▸ What to do:
Look through the entries for the string "Option" and copy every line where it shows up.

>>>>>

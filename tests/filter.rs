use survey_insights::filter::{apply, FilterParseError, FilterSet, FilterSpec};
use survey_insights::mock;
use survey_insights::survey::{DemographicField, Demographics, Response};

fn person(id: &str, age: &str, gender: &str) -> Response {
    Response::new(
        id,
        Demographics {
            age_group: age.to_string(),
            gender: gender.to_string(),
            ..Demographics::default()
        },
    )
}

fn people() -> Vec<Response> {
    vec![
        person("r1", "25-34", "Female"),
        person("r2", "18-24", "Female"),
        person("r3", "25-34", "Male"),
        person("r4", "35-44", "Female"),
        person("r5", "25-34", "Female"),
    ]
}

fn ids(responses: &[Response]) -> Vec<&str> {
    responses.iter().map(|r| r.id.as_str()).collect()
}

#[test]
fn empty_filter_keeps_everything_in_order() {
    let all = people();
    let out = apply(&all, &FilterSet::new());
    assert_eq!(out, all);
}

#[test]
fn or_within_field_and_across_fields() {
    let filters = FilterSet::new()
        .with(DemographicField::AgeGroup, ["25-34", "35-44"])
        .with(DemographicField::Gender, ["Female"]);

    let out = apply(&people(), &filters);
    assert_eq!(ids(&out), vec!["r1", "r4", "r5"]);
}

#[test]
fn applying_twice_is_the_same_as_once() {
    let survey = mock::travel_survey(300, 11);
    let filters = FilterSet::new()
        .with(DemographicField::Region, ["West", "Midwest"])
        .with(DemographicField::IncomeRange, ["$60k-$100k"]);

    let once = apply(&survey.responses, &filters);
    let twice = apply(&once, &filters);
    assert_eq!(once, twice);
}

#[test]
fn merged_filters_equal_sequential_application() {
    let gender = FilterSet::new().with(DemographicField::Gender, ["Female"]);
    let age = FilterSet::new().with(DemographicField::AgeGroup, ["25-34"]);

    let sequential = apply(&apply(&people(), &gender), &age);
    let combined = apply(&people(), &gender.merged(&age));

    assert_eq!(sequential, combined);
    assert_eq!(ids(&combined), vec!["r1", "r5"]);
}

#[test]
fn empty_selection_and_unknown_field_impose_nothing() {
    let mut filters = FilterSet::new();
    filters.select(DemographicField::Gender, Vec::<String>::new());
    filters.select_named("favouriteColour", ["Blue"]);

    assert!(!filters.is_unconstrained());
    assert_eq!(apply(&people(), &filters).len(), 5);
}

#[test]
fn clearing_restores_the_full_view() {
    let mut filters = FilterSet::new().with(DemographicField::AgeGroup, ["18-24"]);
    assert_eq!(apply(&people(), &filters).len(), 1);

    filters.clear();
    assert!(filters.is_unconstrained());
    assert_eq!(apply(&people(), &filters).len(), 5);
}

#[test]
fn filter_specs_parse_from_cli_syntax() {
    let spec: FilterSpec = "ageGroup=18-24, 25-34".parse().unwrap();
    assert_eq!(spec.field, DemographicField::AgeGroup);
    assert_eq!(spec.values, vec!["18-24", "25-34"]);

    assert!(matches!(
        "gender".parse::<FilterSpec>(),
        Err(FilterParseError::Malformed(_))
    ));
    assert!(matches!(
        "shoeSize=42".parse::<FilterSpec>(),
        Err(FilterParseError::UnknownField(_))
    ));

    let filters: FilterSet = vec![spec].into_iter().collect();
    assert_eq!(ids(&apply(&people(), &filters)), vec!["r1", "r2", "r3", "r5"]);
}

<<<<<
>>>>>

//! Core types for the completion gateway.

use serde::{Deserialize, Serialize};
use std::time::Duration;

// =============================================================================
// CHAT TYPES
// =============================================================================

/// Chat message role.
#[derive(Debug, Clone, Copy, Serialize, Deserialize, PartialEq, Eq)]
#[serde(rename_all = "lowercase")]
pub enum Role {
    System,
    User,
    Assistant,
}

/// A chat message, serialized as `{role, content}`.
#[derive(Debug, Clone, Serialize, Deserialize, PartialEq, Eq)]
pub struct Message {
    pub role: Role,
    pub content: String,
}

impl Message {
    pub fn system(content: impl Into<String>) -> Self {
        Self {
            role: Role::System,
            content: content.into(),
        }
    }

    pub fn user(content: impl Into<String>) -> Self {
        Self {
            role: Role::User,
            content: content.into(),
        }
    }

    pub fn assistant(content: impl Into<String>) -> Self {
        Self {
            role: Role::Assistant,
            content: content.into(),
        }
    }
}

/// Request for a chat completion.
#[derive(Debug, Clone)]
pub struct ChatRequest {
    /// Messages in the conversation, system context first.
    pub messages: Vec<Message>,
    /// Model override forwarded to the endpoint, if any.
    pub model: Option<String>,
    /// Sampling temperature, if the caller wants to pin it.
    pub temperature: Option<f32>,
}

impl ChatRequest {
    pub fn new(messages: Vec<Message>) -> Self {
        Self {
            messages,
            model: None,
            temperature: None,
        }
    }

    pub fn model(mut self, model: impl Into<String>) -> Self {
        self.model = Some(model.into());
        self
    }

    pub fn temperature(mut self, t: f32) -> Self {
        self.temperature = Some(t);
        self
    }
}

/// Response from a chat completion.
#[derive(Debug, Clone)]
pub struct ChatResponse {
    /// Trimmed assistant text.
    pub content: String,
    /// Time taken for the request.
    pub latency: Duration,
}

<<<<<

▸ Completed task:
    pub model: Option<String>,
    pub temperature: Option<f32>,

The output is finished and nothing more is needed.